Wind power: Solving one world problem after another

Published by Windpower Engineering. View original article.

By Paul Dvorak, Editor, Windpower Engineering & Development.  These views are his own.

UnknownCritics will use any club they can to beat the wind industry. It harms birds, they cry, while ignoring the worse effect of cars, cats, and large picture windows. It’s intermittent, others weep, while ignoring nuclear shut-downs for multi-month repairs. All power producers have shortcomings, but those of the wind industry are far more surmountable than those of others, and its benefits reach around the world. The obvious benefits include producing clean electrical power at reasonable rates.

The jobs created are just as significant. People are needed to design and build the wind turbines, then ship them to the job sites, erect them, and then take care of them. The wind industry has prompted investments in new and more efficient power transformers and switch gear. At each step, different skill sets of many people are employed to advance useful technology.

The employment the industry brings to rural areas is invaluable because it is so wide spread. Rural school districts get regular tax payments and farmers with turbines on their land collect up to $10,000 each year per turbine. This means farmers can stay on land that may have been in his family for years. Technicians that care for the machinery probably live in the area, and (good news of sorts) there is a shortage of trained wind technicians.
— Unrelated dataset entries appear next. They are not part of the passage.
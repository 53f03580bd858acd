//! Parameter selection for the transform.
//!
//! `SsaParams` fixes the limb layout of a multiplication; `TransformParams`
//! fixes the ring `Z/(2^shift + 1)`, the transform length and the root of
//! unity used for the butterflies.

use num_bigint::BigUint;
use num_traits::One;

use crate::error::NttError;
use crate::modular::{fermat_inverse, fermat_modulus, mod_inverse, mod_pow};

/// Fixed primitive root candidate for the transform ring.
pub const PRIMITIVE_ROOT: u32 = 3;

/// Limb layout for one Schönhage-Strassen multiplication.
#[derive(Debug, Clone, Copy, PartialEq, Eq)]
pub struct SsaParams {
    /// Next power of two >= the larger operand bit length.
    pub n: usize,
    /// Bits per limb (`n / 2`).
    pub limb_bits: usize,
    /// Limbs per operand (`ceil(n / limb_bits)`).
    pub limbs: usize,
    /// Modulus exponent `k`: next power of two >= `2n`.
    pub shift: usize,
    /// Transform length, large enough to hold the acyclic product.
    pub transform_len: usize,
}

/// Select limb and modulus parameters for operands of the given bit lengths.
#[must_use]
pub fn select_params(a_bits: usize, b_bits: usize) -> SsaParams {
    let max_bits = a_bits.max(b_bits).max(1);
    let n = max_bits.next_power_of_two();
    let limb_bits = (n >> 1).max(1);
    let shift = (2 * n).next_power_of_two();
    let limbs = n.div_ceil(limb_bits);
    let transform_len = (2 * limbs).next_power_of_two();

    SsaParams {
        n,
        limb_bits,
        limbs,
        shift,
        transform_len,
    }
}

/// Exponents `k` for which `2^k + 1` is prime.
const FERMAT_PRIME_SHIFTS: [usize; 5] = [1, 2, 4, 8, 16];

/// Where the root of unity of a [`TransformParams`] came from.
#[derive(Debug, Clone, Copy, PartialEq, Eq)]
pub enum RootSource {
    /// `3^((modulus - 1) / len)` on a prime ring, verified to be a principal root.
    Fixed,
    /// `2^(2k / len)`, used on composite rings and when the fixed root fails.
    PowerOfTwo,
    /// `3^((modulus - 1) / len)` kept without a successful verification.
    Unverified,
}

/// Ring and root of unity for one transform length.
#[derive(Debug, Clone)]
pub struct TransformParams {
    shift: usize,
    len: usize,
    modulus: BigUint,
    root: BigUint,
    source: RootSource,
}

impl TransformParams {
    /// Build parameters for a transform of `len` points over `Z/(2^shift + 1)`.
    ///
    /// `len` must be a power of two dividing `2^shift`.
    #[must_use]
    pub fn new(shift: usize, len: usize) -> Self {
        assert!(len.is_power_of_two(), "transform length must be a power of two");
        assert!(
            (len.trailing_zeros() as usize) <= shift,
            "transform length must divide 2^shift"
        );

        let modulus = fermat_modulus(shift);
        let (root, source) = if FERMAT_PRIME_SHIFTS.contains(&shift) {
            let candidate = fixed_root(len, &modulus);
            if is_principal_root(&candidate, len, &modulus) {
                (candidate, RootSource::Fixed)
            } else if (2 * shift) % len == 0 {
                tracing::debug!(shift, len, "fixed root rejected, using power of two");
                (power_of_two_root(shift, len, &modulus), RootSource::PowerOfTwo)
            } else {
                (candidate, RootSource::Unverified)
            }
        } else if (2 * shift) % len == 0 {
            (power_of_two_root(shift, len, &modulus), RootSource::PowerOfTwo)
        } else {
            tracing::warn!(shift, len, "no verified root of unity for this ring");
            (fixed_root(len, &modulus), RootSource::Unverified)
        };

        Self {
            shift,
            len,
            modulus,
            root,
            source,
        }
    }

    /// Modulus exponent `k`.
    #[must_use]
    pub fn shift(&self) -> usize {
        self.shift
    }

    /// Transform length.
    #[must_use]
    pub fn len(&self) -> usize {
        self.len
    }

    /// Whether the transform has no points; `new` only builds lengths of at least one.
    #[must_use]
    pub fn is_empty(&self) -> bool {
        self.len == 0
    }

    /// The modulus `2^shift + 1`.
    #[must_use]
    pub fn modulus(&self) -> &BigUint {
        &self.modulus
    }

    /// Root of unity of order `len`.
    #[must_use]
    pub fn root(&self) -> &BigUint {
        &self.root
    }

    /// How the root was obtained.
    #[must_use]
    pub fn root_source(&self) -> RootSource {
        self.source
    }

    /// Inverse of [`root`](Self::root) modulo `2^shift + 1`.
    ///
    /// A power-of-two root is inverted in closed form; the others go through
    /// [`fermat_inverse`] or the extended Euclidean algorithm.
    pub fn root_inverse(&self) -> Result<BigUint, NttError> {
        match self.source {
            RootSource::Fixed => fermat_inverse(&self.root, &self.modulus),
            // 2^(2k) = 1, so 2^e inverts to 2^(2k - e)
            RootSource::PowerOfTwo => {
                let exponent = 2 * self.shift - 2 * self.shift / self.len;
                Ok((BigUint::one() << exponent) % &self.modulus)
            }
            RootSource::Unverified => mod_inverse(&self.root, &self.modulus),
        }
    }
}

/// `3^((modulus - 1) / len)`.
fn fixed_root(len: usize, modulus: &BigUint) -> BigUint {
    let exponent = (modulus - BigUint::one()) / BigUint::from(len);
    mod_pow(&BigUint::from(PRIMITIVE_ROOT), &exponent, modulus)
}

/// `2^(2k / len)`, a principal `len`-th root of unity in every `2^k + 1` ring.
fn power_of_two_root(shift: usize, len: usize, modulus: &BigUint) -> BigUint {
    (BigUint::one() << (2 * shift / len)) % modulus
}

/// `root^(len/2) == -1` makes `root` a principal `len`-th root of unity.
fn is_principal_root(root: &BigUint, len: usize, modulus: &BigUint) -> bool {
    if len <= 1 {
        return true;
    }
    let half = BigUint::from(len / 2);
    mod_pow(root, &half, modulus) == modulus - BigUint::one()
}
The jobs spread to most every state in the Union. The Great Lakes Wind Network keeps an online map that pinpoints manufacturers and suppliers.

What’s more, wind turbines inspire people in ways coal-fired plants never could. Consider the world shortage of potable water. It hits third world populations hardest because there are so many water-borne diseases. Frequently sick children neither grow nor study well. Believe it or not, wind has a solution. A French firm Eolewater designed a 30-kW turbine that drives an air conditioning condenser, a device that collects naturally occurring humidity while filters in the tower make it fit for human consumption. In a dry climate, the company reports the turbine collecting some 350 liters/day, and in humid air near a coast, 1,200 liters/day. In a little fun-with-math exercise, scaling the unit to, say, a 1.5-MW model, a size for which several assembly lines are already running, water production could top 60,000 liters/day and maybe 420,000 liters in a week.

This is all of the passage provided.